In real estate, your passive opportunities are in private lending and rental properties. Private lending commonly involves lending funds to a real estate investor or business in exchange for a set return and length of time. (Full disclosure: I am co-partner of a turnkey investment company.) Turnkey rental properties allow the investor to be as hands-off as they like. This means a turnkey company purchases, rehabs, tenants and manages the property. To truly make this a passive investment, turnkey companies do all the work for you.
Here's what several key factors of a passive investment looks like in real estate and the stock market:
Control: With the stock market, you are at the mercy of the fund and management. With private lending, you control who you invest with, the rate of return, the length of time you want to invest and approval of the asset your money is secured by. With rental properties, you are in control of what you buy, the improvements that will increase rents and what costs are passed onto the tenants, such as landscaping and shared utility expenses.
Tangible asset: With the stock market, you lack anything tangible. With private lending and rental real estate, your funds are secured by a physical asset.
Cash flow: With the stock market, if we hit a down cycle, your profits are instantly lost. In real estate, in any economic downturn, private lenders have up to 50% equity already built in, and investors with rental properties keep netting their monthly cash flow from their tenants despite the dip.
Leverage: With the stock market, you invest your retirement savings or cash on hand. The same is true for private lending. You can leverage rental properties four-to-one, sometimes five-to-one, meaning your $50,000 investment can buy you $200,000-250,000 in real estate. In a rising market, this is a good thing and will maximize your cash on cash return.

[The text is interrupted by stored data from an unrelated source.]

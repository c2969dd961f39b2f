//! Demand-driven access token refresh
//!
//! `ensure_fresh` runs on every authenticated request. It reads the access
//! token's `exp` without verifying the signature (the token came straight
//! from the provider's token endpoint) and redeems the refresh token when
//! the access token is within the leeway of expiring.
//!
//! The session's lock is held across the whole check-and-refresh, so two
//! requests racing on one session produce a single refresh: the second
//! caller wakes up to the tokens the first one stored.

use std::sync::Arc;
use std::time::Duration;

use oidc_auth::claims::unix_now;
use oidc_auth::{TokenClient, TokenSet, UnverifiedClaims};
use tracing::{debug, info, instrument, warn};

use crate::error::{Error, Result};
use crate::store::{SessionKey, SessionState, SessionStore};

/// Refresh this long before the access token's `exp`.
pub const DEFAULT_LEEWAY: Duration = Duration::from_secs(30);

/// Whether an access token needs refreshing at `now` (unix seconds).
///
/// Opaque tokens and tokens without a usable `exp` always do.
pub fn needs_refresh(access_token: &str, now: i64, leeway: Duration) -> bool {
    match UnverifiedClaims::decode(access_token) {
        Ok(claims) => claims.is_expiring(now, leeway.as_secs() as i64),
        Err(_) => true,
    }
}

/// Keeps a session's access token valid, refreshing on demand.
pub struct RefreshPolicy {
    store: Arc<SessionStore>,
    client: TokenClient,
    leeway: Duration,
}

impl RefreshPolicy {
    pub fn new(store: Arc<SessionStore>, client: TokenClient) -> Self {
        Self {
            store,
            client,
            leeway: DEFAULT_LEEWAY,
        }
    }

    pub fn with_leeway(mut self, leeway: Duration) -> Self {
        self.leeway = leeway;
        self
    }

    /// Tokens for the session, refreshed first if the access token is
    /// expiring.
    ///
    /// - not authenticated → `Unauthenticated`
    /// - expiring without a refresh token → `Unauthenticated`, session cleared
    /// - refresh rejected by the provider → `RefreshFailed`, session cleared
    /// - provider unreachable → `Network`, session kept for a later retry
    #[instrument(skip_all, fields(session = %key))]
    pub async fn ensure_fresh(&self, key: &SessionKey) -> Result<TokenSet> {
        let Some(mut state) = self.store.lock_existing(key).await else {
            return Err(Error::Unauthenticated("no session".into()));
        };

        let (identity, current) = match &*state {
            SessionState::Authenticated { identity, tokens } => (identity.clone(), tokens.clone()),
            other => {
                return Err(Error::Unauthenticated(format!(
                    "session is {}",
                    other.label()
                )));
            }
        };

        if !needs_refresh(&current.access_token, unix_now(), self.leeway) {
            return Ok(current);
        }

        let Some(refresh_token) = current.refresh_token.as_deref() else {
            warn!("access token expiring and no refresh token held, clearing session");
            self.store.discard(key, &mut state).await;
            record_refresh("no_refresh_token");
            return Err(Error::Unauthenticated(
                "access token expired and no refresh token".into(),
            ));
        };

        debug!("access token expiring, refreshing");
        match self.client.exchange_refresh(refresh_token).await {
            Ok(fresh) => {
                let merged = fresh.retain_missing_from(&current);
                *state = SessionState::Authenticated {
                    identity,
                    tokens: merged.clone(),
                };
                record_refresh("success");
                info!("access token refreshed");
                Ok(merged)
            }
            Err(e) if e.is_retryable() => {
                warn!(error = %e, "token refresh failed (transient), session kept");
                record_refresh("network_error");
                Err(e.into())
            }
            Err(e) => {
                warn!(error = %e, "token refresh rejected, clearing session");
                self.store.discard(key, &mut state).await;
                record_refresh("rejected");
                Err(e.into())
            }
        }
    }
}

fn record_refresh(outcome: &'static str) {
    metrics::counter!("oidc_token_refresh_total", "outcome" => outcome).increment(1);
}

Tax advantages: If you purchased $50,000 in stock that is now worth $200,000, you will pay taxes on that amount when you sell it. Rental properties provide opportunities for multiple tax advantages such as depreciation, deductions and a 1031 Exchange.
Appreciation: You don’t get to factor in added appreciation when investing in the stock market or private lending, but you do with a tangible asset like rental real estate. When you bring together the advantage of real estate being tangible, there’s really no comparison for the passive investor.

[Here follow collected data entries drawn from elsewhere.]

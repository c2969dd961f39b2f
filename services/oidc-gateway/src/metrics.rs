//! Prometheus metrics exposition
//!
//! Metrics recorded by the gateway itself:
//!
//! - `http_request_duration_seconds` (histogram): labels `listener`, `status`
//! - `oidc_logins_total` (counter): label `outcome`
//! - `bearer_verifications_total` (counter): label `outcome`
//!
//! `oidc_token_refresh_total` and `jwks_fetch_total` are recorded by the
//! session and verifier crates into the same recorder.

use std::time::Instant;

use axum::extract::Request;
use axum::middleware::Next;
use axum::response::Response;
use metrics_exporter_prometheus::{BuildError, Matcher, PrometheusBuilder, PrometheusHandle};

const DURATION_METRIC: &str = "http_request_duration_seconds";

/// 5ms up to 60s, the longest a provider round-trip may take.
const DURATION_BUCKETS: &[f64] = &[
    0.005, 0.01, 0.025, 0.05, 0.1, 0.25, 0.5, 1.0, 2.5, 5.0, 10.0, 30.0, 60.0,
];

/// Renders the duration metric as a histogram (`_bucket` lines) rather than
/// the exporter's default summary.
fn builder() -> Result<PrometheusBuilder, BuildError> {
    PrometheusBuilder::new()
        .set_buckets_for_metric(Matcher::Full(DURATION_METRIC.to_string()), DURATION_BUCKETS)
}

/// Install the process-wide Prometheus recorder.
///
/// Must run before any metric is emitted; returns the handle `/metrics`
/// renders from.
pub fn install_recorder() -> anyhow::Result<PrometheusHandle> {
    Ok(builder()?.install_recorder()?)
}

/// Record a completed HTTP request on the named listener.
pub fn record_request(listener: &'static str, status: u16, duration_secs: f64) {
    metrics::histogram!(DURATION_METRIC, "listener" => listener, "status" => status.to_string())
        .record(duration_secs);
}

/// Record a finished login callback. `outcome` is `success` or an error type.
pub fn record_login(outcome: &'static str) {
    metrics::counter!("oidc_logins_total", "outcome" => outcome).increment(1);
}

/// Record a bearer verification result. `outcome` is `valid` or a rejection label.
pub fn record_verification(outcome: &'static str) {
    metrics::counter!("bearer_verifications_total", "outcome" => outcome).increment(1);
}

/// Middleware timing every request on the client listener.
pub async fn track_client(request: Request, next: Next) -> Response {
    track("client", request, next).await
}

/// Middleware timing every request on the resource listener.
pub async fn track_resource(request: Request, next: Next) -> Response {
    track("resource", request, next).await
}

async fn track(listener: &'static str, request: Request, next: Next) -> Response {
    let started = Instant::now();
    let response = next.run(request).await;
    record_request(
        listener,
        response.status().as_u16(),
        started.elapsed().as_secs_f64(),
    );
    response
}
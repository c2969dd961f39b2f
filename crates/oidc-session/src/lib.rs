//! Per-browser-session OpenID Connect state
//!
//! Owns the session state machine that sits on top of `oidc-auth`: the CSRF
//! state guard that brackets each authorization attempt, the token store
//! keyed by session, and the expiry/refresh policy consulted on every
//! authenticated request.
//!
//! Session lifecycle:
//! 1. `StateGuard::begin()` → `PendingAuth` with fresh state, nonce, verifier
//! 2. Callback → `StateGuard::validate()` consumes the pending context
//! 3. Code exchanged, `SessionStore::put()` → `Authenticated`
//! 4. Each request → `RefreshPolicy::ensure_fresh()` refreshes near expiry
//! 5. Logout or terminal refresh failure → `Anonymous`

pub mod error;
pub mod guard;
pub mod refresh;
pub mod store;

pub use error::{Error, Result};
pub use guard::{DEFAULT_PENDING_TTL, StateGuard, check_nonce};
pub use refresh::{DEFAULT_LEEWAY, RefreshPolicy, needs_refresh};
pub use store::{SessionKey, SessionState, SessionStore};
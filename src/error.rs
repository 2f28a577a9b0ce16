//!
//! Errors of the loading condition pipeline.
//!
//! # Examples
//! ```
//! use loadicator::error::{Error, StrErr};
//! //
//! // Use to return a fatal error with the origin in the message:
//! fn open(path: &str) -> Result<(), Error> {
//!     Err(Error::SourceUnavailable(StrErr::from(format!(
//!         "Ship.open | Unable to open file='{}'",
//!         path
//!     ))))
//! }
//! ```
///
/// Error wrapper for owned string and string literal.
#[repr(transparent)]
#[derive(Clone, PartialEq)]
pub struct StrErr(pub std::borrow::Cow<'static, str>);
//
//
impl std::fmt::Debug for StrErr {
    fn fmt(&self, f: &mut std::fmt::Formatter<'_>) -> std::fmt::Result {
        write!(f, "{:?}", self.0)
    }
}
//
//
impl std::fmt::Display for StrErr {
    fn fmt(&self, f: &mut std::fmt::Formatter<'_>) -> std::fmt::Result {
        write!(f, "{}", self.0)
    }
}
//
//
impl std::error::Error for StrErr {}
//
//
impl<T: Into<std::borrow::Cow<'static, str>>> From<T> for StrErr {
    fn from(err_str: T) -> Self {
        Self(err_str.into())
    }
}
///
/// Fatal failures of the acquisition and calculation phases.
///
/// Malformed rows are never reported here, they are dropped by the scanners.
#[derive(Debug, Clone, PartialEq)]
pub enum Error {
    ///
    /// Required document or file can't be opened or read.
    SourceUnavailable(StrErr),
    ///
    /// Loading condition id is not 2 digits or outside of the known range.
    MalformedCondition(StrErr),
    ///
    /// Required structural marker is absent in the document.
    PatternNotFound(StrErr),
    ///
    /// Too few rows for the requested table lookup.
    InsufficientData(StrErr),
    ///
    /// Compartment can't be normalized.
    CompartmentResolution { id: String, cause: StrErr },
}
//
//
impl Error {
    ///
    /// Wraps `self` as the cause of compartment `id` failure.
    ///
    /// Already compartment-scoped errors are returned as is.
    pub fn for_compartment(self, id: impl Into<String>) -> Self {
        match self {
            Error::CompartmentResolution { .. } => self,
            Error::SourceUnavailable(cause)
            | Error::MalformedCondition(cause)
            | Error::PatternNotFound(cause)
            | Error::InsufficientData(cause) => Error::CompartmentResolution {
                id: id.into(),
                cause,
            },
        }
    }
    ///
    /// Short name of the failure kind.
    pub fn kind(&self) -> &'static str {
        match self {
            Error::SourceUnavailable(_) => "SourceUnavailable",
            Error::MalformedCondition(_) => "MalformedCondition",
            Error::PatternNotFound(_) => "PatternNotFound",
            Error::InsufficientData(_) => "InsufficientData",
            Error::CompartmentResolution { .. } => "CompartmentResolutionFailure",
        }
    }
}
//
//
impl std::fmt::Display for Error {
    fn fmt(&self, f: &mut std::fmt::Formatter<'_>) -> std::fmt::Result {
        match self {
            Error::SourceUnavailable(cause)
            | Error::MalformedCondition(cause)
            | Error::PatternNotFound(cause)
            | Error::InsufficientData(cause) => write!(f, "{}: {}", self.kind(), cause),
            Error::CompartmentResolution { id, cause } => {
                write!(f, "{} of '{}': {}", self.kind(), id, cause)
            }
        }
    }
}
//
//
impl std::error::Error for Error {}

The math: Assuming a $50,000, 15-year investment in the passive opportunities we’ve discussed in this article:
• A mutual fund investment averaging 10% returns after fees ends up at a 7% net annualized return = Almost $138,000 after 15 years.
• Private lending investment with no fees averaging 12% net annualized return = Over $273,000 after 15 years.
• A turnkey rental property investment leveraging your $50,000 to buy $200,000 in real estate, averaging 6% in net annualized return after expenses and 3% annual appreciation of the asset = Over $431,000 after 15 years.
Whether you’re investing for your approaching retirement or beginning your passive income approach well ahead of time, passive investing is for anyone who seeks true financial peace of mind and passive income. If you had $10,000 month coming in passively, what would you be doing today? You don’t have to be an active real estate investor to achieve your goals — but you do need to find passive ways to direct some of your money into real estate.